Evolution du dossier Icc-Services : La famille de Akplogan déménage pour Kandi

Publié le par L'informateur

Dans notre livraison en date du 11 novembre 2011, nous écrivions que le gouvernement béninois semble avoir changé de stratégie dans la gestion du dossier Icc-Services. Aujourd’hui, les faits nous donnent quelque peu raison : le gouvernement a bien changé de stratégie.

Guy Akplogan, le cerveau pensant  de la nébuleuse Icc-service ne séjourne plus à la maison d’arrêt de Cotonou. Depuis quelques jours, il a été déplacé. Disons qu’il a été transféré vers une autre geôle. Il s’agit de la prison civile de Kandi située à plus de 500km de Cotonou.  Guy Akplogan vient ainsi d’être séparé de l’autre baobab de ce scandale, Emile Tégbénou.

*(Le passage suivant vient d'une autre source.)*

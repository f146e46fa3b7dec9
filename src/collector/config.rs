use std::str::FromStr;
use std::{env, fmt};

use crate::config::{flag_from_env, region_from_env, ttl_days_from_env};
use crate::table::RetryPolicy;

/// Layout of the object written to the bucket.
#[derive(PartialEq, Eq, Debug, Clone, Copy)]
pub enum OutputFormat {
    /// A pretty printed JSON array.
    Json,
    /// One JSON object per line.
    JsonLines,
}

impl FromStr for OutputFormat {
    type Err = String;

    fn from_str(s: &str) -> Result<Self, String> {
        match s.to_lowercase().as_str() {
            "json" => Ok(OutputFormat::Json),
            "jsonl" | "ndjson" => Ok(OutputFormat::JsonLines),
            other => Err(format!("Invalid or Unsupported output format {}", other)),
        }
    }
}

impl fmt::Display for OutputFormat {
    fn fmt(&self, f: &mut fmt::Formatter) -> fmt::Result {
        match self {
            OutputFormat::Json => write!(f, "json"),
            OutputFormat::JsonLines => write!(f, "jsonl"),
        }
    }
}

pub struct Config {
    pub bucket: String,
    pub key_prefix: String,
    pub host_ids: Vec<String>,
    pub metric_types: Vec<String>,
    pub region: String,
    pub environment: Option<String>,
    pub output_format: OutputFormat,
    pub write_to_table: bool,
    pub publish_metrics: bool,
    pub table_name: String,
    pub namespace: String,
    pub ttl_days: i64,
    pub retry: RetryPolicy,
    pub dlq_url: Option<String>,
}

fn list_from_env(name: &str, default: &[&str]) -> Vec<String> {
    match env::var(name) {
        Ok(value) if !value.trim().is_empty() => value
            .split(',')
            .map(|s| s.trim().to_string())
            .filter(|s| !s.is_empty())
            .collect(),
        _ => default.iter().map(|s| s.to_string()).collect(),
    }
}

impl Config {
    pub fn load_from_env() -> Result<Config, String> {
        let conf = Config {
            bucket: env::var("BUCKET_NAME")
                .unwrap_or("infra-monitoring-pipeline-data".to_string()),
            key_prefix: env::var("KEY_PREFIX")
                .unwrap_or("metrics".to_string())
                .trim_matches('/')
                .to_string(),
            host_ids: list_from_env(
                "HOST_IDS",
                &["host-001", "host-002", "host-003", "host-004", "host-005"],
            ),
            metric_types: list_from_env("METRIC_TYPES", &["cpu", "memory", "disk", "network"]),
            region: region_from_env(),
            environment: env::var("ENVIRONMENT").ok().filter(|s| !s.is_empty()),
            output_format: env::var("OUTPUT_FORMAT")
                .unwrap_or("json".to_string())
                .parse()?,
            write_to_table: flag_from_env("WRITE_TO_TABLE"),
            publish_metrics: flag_from_env("PUBLISH_METRICS"),
            table_name: env::var("DYNAMODB_TABLE").unwrap_or("InfraMetrics".to_string()),
            namespace: env::var("CLOUDWATCH_NAMESPACE")
                .unwrap_or("InfraMonitoring".to_string()),
            ttl_days: ttl_days_from_env()?,
            retry: RetryPolicy::load_from_env()?,
            dlq_url: env::var("DLQ_URL").ok().filter(|s| !s.trim().is_empty()),
        };

        Ok(conf)
    }
}
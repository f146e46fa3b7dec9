use async_trait::async_trait;
use aws_sdk_dynamodb::config::retry::RetryConfig;
use aws_sdk_dynamodb::error::ProvideErrorMetadata;
use aws_sdk_dynamodb::types::{AttributeValue, PutRequest, WriteRequest};
use aws_sdk_dynamodb::Client as DynamoDbClient;
use serde_json::Value;
use std::collections::HashMap;
use std::env;
use std::sync::Arc;
use std::time::Duration;
use tracing::{debug, error, info, warn};

use crate::dlq::{DeadLetter, DeadLetterQueue};
use crate::metric::TableItem;

/// Largest batch DynamoDB accepts in a single BatchWriteItem call.
pub const MAX_BATCH_SIZE: usize = 25;

const THROTTLING_CODES: [&str; 3] = [
    "ProvisionedThroughputExceededException",
    "ThrottlingException",
    "RequestLimitExceeded",
];

#[derive(thiserror::Error, Debug, Clone, PartialEq)]
pub enum TableWriteError {
    #[error("table throttled the write: {code}")]
    Throttled { code: String },
    #[error("table rejected the write: {code}: {message}")]
    Rejected { code: String, message: String },
    #[error("invalid write request: {0}")]
    InvalidRequest(String),
    #[error("failed to reach table: {0}")]
    Transport(String),
}

impl TableWriteError {
    pub fn is_throttling(&self) -> bool {
        matches!(self, TableWriteError::Throttled { .. })
    }
}

#[async_trait]
pub trait MetricTable: Send + Sync {
    /// Writes at most [`MAX_BATCH_SIZE`] items in one request.
    async fn put_batch(&self, items: &[TableItem]) -> Result<(), TableWriteError>;
}

pub type DynMetricTable = Arc<dyn MetricTable>;

/// Builds the client for the metrics table. Throttling is retried by
/// [`write_batches`], so the SDK's own retries are turned off.
pub fn table_client(conf: aws_sdk_dynamodb::config::Builder) -> DynamoDbClient {
    DynamoDbClient::from_conf(conf.retry_config(RetryConfig::disabled()).build())
}

/// Metrics table backed by DynamoDB.
pub struct DynamoDbTable {
    client: DynamoDbClient,
    table_name: String,
}

impl DynamoDbTable {
    pub fn new(client: DynamoDbClient, table_name: impl Into<String>) -> Self {
        DynamoDbTable {
            client,
            table_name: table_name.into(),
        }
    }
}

fn json_to_attribute(value: &Value) -> AttributeValue {
    match value {
        Value::Null => AttributeValue::Null(true),
        Value::Bool(b) => AttributeValue::Bool(*b),
        Value::Number(n) => AttributeValue::N(n.to_string()),
        Value::String(s) => AttributeValue::S(s.clone()),
        Value::Array(items) => AttributeValue::L(items.iter().map(json_to_attribute).collect()),
        Value::Object(map) => AttributeValue::M(
            map.iter()
                .map(|(k, v)| (k.clone(), json_to_attribute(v)))
                .collect(),
        ),
    }
}

/// to_attributes - converts a table item to its DynamoDB representation
pub fn to_attributes(item: &TableItem) -> HashMap<String, AttributeValue> {
    let mut attributes = HashMap::from([
        ("metric_id".to_string(), AttributeValue::S(item.metric_id.clone())),
        ("timestamp".to_string(), AttributeValue::N(item.timestamp.to_string())),
        ("metric_type".to_string(), AttributeValue::S(item.metric_type.clone())),
        ("value".to_string(), AttributeValue::N(item.value.to_string())),
        ("unit".to_string(), AttributeValue::S(item.unit.clone())),
        ("hostname".to_string(), AttributeValue::S(item.hostname.clone())),
        ("region".to_string(), AttributeValue::S(item.region.clone())),
        ("environment".to_string(), AttributeValue::S(item.environment.clone())),
        ("ttl".to_string(), AttributeValue::N(item.ttl.to_string())),
    ]);
    if let Some(tags) = &item.tags {
        attributes.insert("tags".to_string(), json_to_attribute(tags));
    }
    if let Some(collected_at) = &item.collected_at {
        attributes.insert(
            "collected_at".to_string(),
            AttributeValue::S(collected_at.clone()),
        );
    }
    attributes
}

#[async_trait]
impl MetricTable for DynamoDbTable {
    async fn put_batch(&self, items: &[TableItem]) -> Result<(), TableWriteError> {
        let requests = items
            .iter()
            .map(|item| {
                PutRequest::builder()
                    .set_item(Some(to_attributes(item)))
                    .build()
                    .map(|put| WriteRequest::builder().put_request(put).build())
                    .map_err(|e| TableWriteError::InvalidRequest(e.to_string()))
            })
            .collect::<Result<Vec<_>, _>>()?;

        let response = self
            .client
            .batch_write_item()
            .request_items(&self.table_name, requests)
            .send()
            .await
            .map_err(|e| match e.code() {
                Some(code) if THROTTLING_CODES.contains(&code) => TableWriteError::Throttled {
                    code: code.to_string(),
                },
                Some(code) => TableWriteError::Rejected {
                    code: code.to_string(),
                    message: e.message().unwrap_or_default().to_string(),
                },
                None => TableWriteError::Transport(e.to_string()),
            })?;

        let unprocessed = response
            .unprocessed_items()
            .map(|tables| tables.values().map(Vec::len).sum::<usize>())
            .unwrap_or(0);
        if unprocessed > 0 {
            debug!("{} items left unprocessed by {}", unprocessed, self.table_name);
            return Err(TableWriteError::Throttled {
                code: "UnprocessedItems".to_string(),
            });
        }

        Ok(())
    }
}

/// How records are chunked and how throttled chunks are retried.
#[derive(Debug, Clone, PartialEq)]
pub struct RetryPolicy {
    pub batch_size: usize,
    pub max_attempts: u32,
    pub base_delay: Duration,
}

impl Default for RetryPolicy {
    fn default() -> Self {
        RetryPolicy {
            batch_size: MAX_BATCH_SIZE,
            max_attempts: 3,
            base_delay: Duration::from_millis(500),
        }
    }
}

impl RetryPolicy {
    pub fn load_from_env() -> Result<RetryPolicy, String> {
        let batch_size = env::var("BATCH_SIZE")
            .unwrap_or(MAX_BATCH_SIZE.to_string())
            .parse::<usize>()
            .map_err(|e| format!("Error parsing BATCH_SIZE to usize - {}", e))?;
        if batch_size == 0 || batch_size > MAX_BATCH_SIZE {
            return Err(format!(
                "BATCH_SIZE must be between 1 and {}, got {}",
                MAX_BATCH_SIZE, batch_size
            ));
        }

        let max_attempts = env::var("MAX_RETRIES")
            .unwrap_or("3".to_string())
            .parse::<u32>()
            .map_err(|e| format!("Error parsing MAX_RETRIES to u32 - {}", e))?;
        if max_attempts == 0 {
            return Err("MAX_RETRIES must be at least 1".to_string());
        }

        let base_delay = env::var("RETRY_BASE_DELAY_MS")
            .unwrap_or("500".to_string())
            .parse::<u64>()
            .map(Duration::from_millis)
            .map_err(|e| format!("Error parsing RETRY_BASE_DELAY_MS to u64 - {}", e))?;

        Ok(RetryPolicy {
            batch_size,
            max_attempts,
            base_delay,
        })
    }

    /// backoff_delay - wait before the attempt following `attempt` (0-based)
    pub fn backoff_delay(&self, attempt: u32) -> Duration {
        self.base_delay.saturating_mul(2u32.saturating_pow(attempt))
    }
}

#[derive(Debug, Clone, PartialEq)]
pub struct FailedChunk {
    pub items: Vec<TableItem>,
    pub error: TableWriteError,
}

#[derive(Debug, Default, Clone, PartialEq)]
pub struct BatchWriteOutcome {
    pub succeeded: usize,
    pub failed: usize,
    pub failed_chunks: Vec<FailedChunk>,
}

/// Writes `items` in chunks of `policy.batch_size`.
///
/// Throttled chunks are retried with exponential backoff until
/// `policy.max_attempts` is reached; any other error fails the chunk at once.
/// Failed chunks are forwarded to `dlq` when one is given. Every item ends up
/// counted exactly once as succeeded or failed.
pub async fn write_batches(
    table: &dyn MetricTable,
    items: &[TableItem],
    policy: &RetryPolicy,
    dlq: Option<&dyn DeadLetterQueue>,
) -> BatchWriteOutcome {
    let mut outcome = BatchWriteOutcome::default();
    let batch_size = policy.batch_size.clamp(1, MAX_BATCH_SIZE);
    let max_attempts = policy.max_attempts.max(1);

    for (index, chunk) in items.chunks(batch_size).enumerate() {
        let mut attempt = 0;
        let result = loop {
            match table.put_batch(chunk).await {
                Ok(()) => break Ok(()),
                Err(e) if e.is_throttling() && attempt + 1 < max_attempts => {
                    let delay = policy.backoff_delay(attempt);
                    warn!(
                        chunk = index,
                        attempt = attempt + 1,
                        delay_ms = delay.as_millis() as u64,
                        "table throttled, retrying"
                    );
                    tokio::time::sleep(delay).await;
                    attempt += 1;
                }
                Err(e) => break Err(e),
            }
        };

        match result {
            Ok(()) => {
                outcome.succeeded += chunk.len();
                debug!(chunk = index, items = chunk.len(), "wrote batch");
            }
            Err(e) => {
                if e.is_throttling() {
                    error!(
                        chunk = index,
                        items = chunk.len(),
                        attempts = max_attempts,
                        "table throttling persists, giving up on batch"
                    );
                } else {
                    error!(chunk = index, items = chunk.len(), error = %e, "batch write failed");
                }
                outcome.failed += chunk.len();

                if let Some(dlq) = dlq {
                    let letter = DeadLetter::metrics(chunk.to_vec(), e.to_string());
                    match dlq.send(&letter).await {
                        Ok(()) => info!("sent {} failed metrics to DLQ", chunk.len()),
                        Err(dlq_err) => {
                            error!("failed to send batch to DLQ: {}", dlq_err)
                        }
                    }
                }

                outcome.failed_chunks.push(FailedChunk {
                    items: chunk.to_vec(),
                    error: e,
                });
            }
        }
    }

    info!(
        succeeded = outcome.succeeded,
        failed = outcome.failed,
        "batch write finished"
    );
    outcome
}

Et comme si  sa famille ne veut pas le laisser seul dans sa mésaventure, elle suit ses pas. A défaut de faire l’expérience de la prison avec Guy Akplogan, ses proches parents ont élu domicile à Kandi dans le département de l’Alibori. L’objectif dit-on est non seulement de lui témoigner toute la sollicitude dont il a besoin en ces moments douloureux, mais également d’être aptes à pouvoir mettre à la disposition du détenu spécial tout ce dont il a besoin, le long de son séjour forcé sur la terre de Kandi, pour une prison on ne peut plus dorée. 

Evidemment, il est difficile de croire, en faisant l’option de disperser les principaux prévenus dans le cadre du dossier Icc-services,  que l’objectif du pouvoir de Boni Yayi est de rendre la vie difficile à ces derniers. Il s’agit beaucoup plus d’une mesure pouvant limiter les tentatives d’obstruction à la manifestation de la vérité.

On se rappelle que le 10 novembre 2011, Etienne Tiando, précédemment responsable financier de Icc-services, Jean Marc Akplogan également de Icc-services sans oublier François Francisco de l’autre structure de placement de fonds illégaux de fonds, ont été déplacés de Cotonou. Ainsi, depuis environ un an maintenant, Jean Marc Akplogan est gardé à la prison civile de Ouidah. Son autre pair de Icc-services dans le même prolongement, soit à Lokossa et M. Francisco à la maison d’arrêt de Missrété.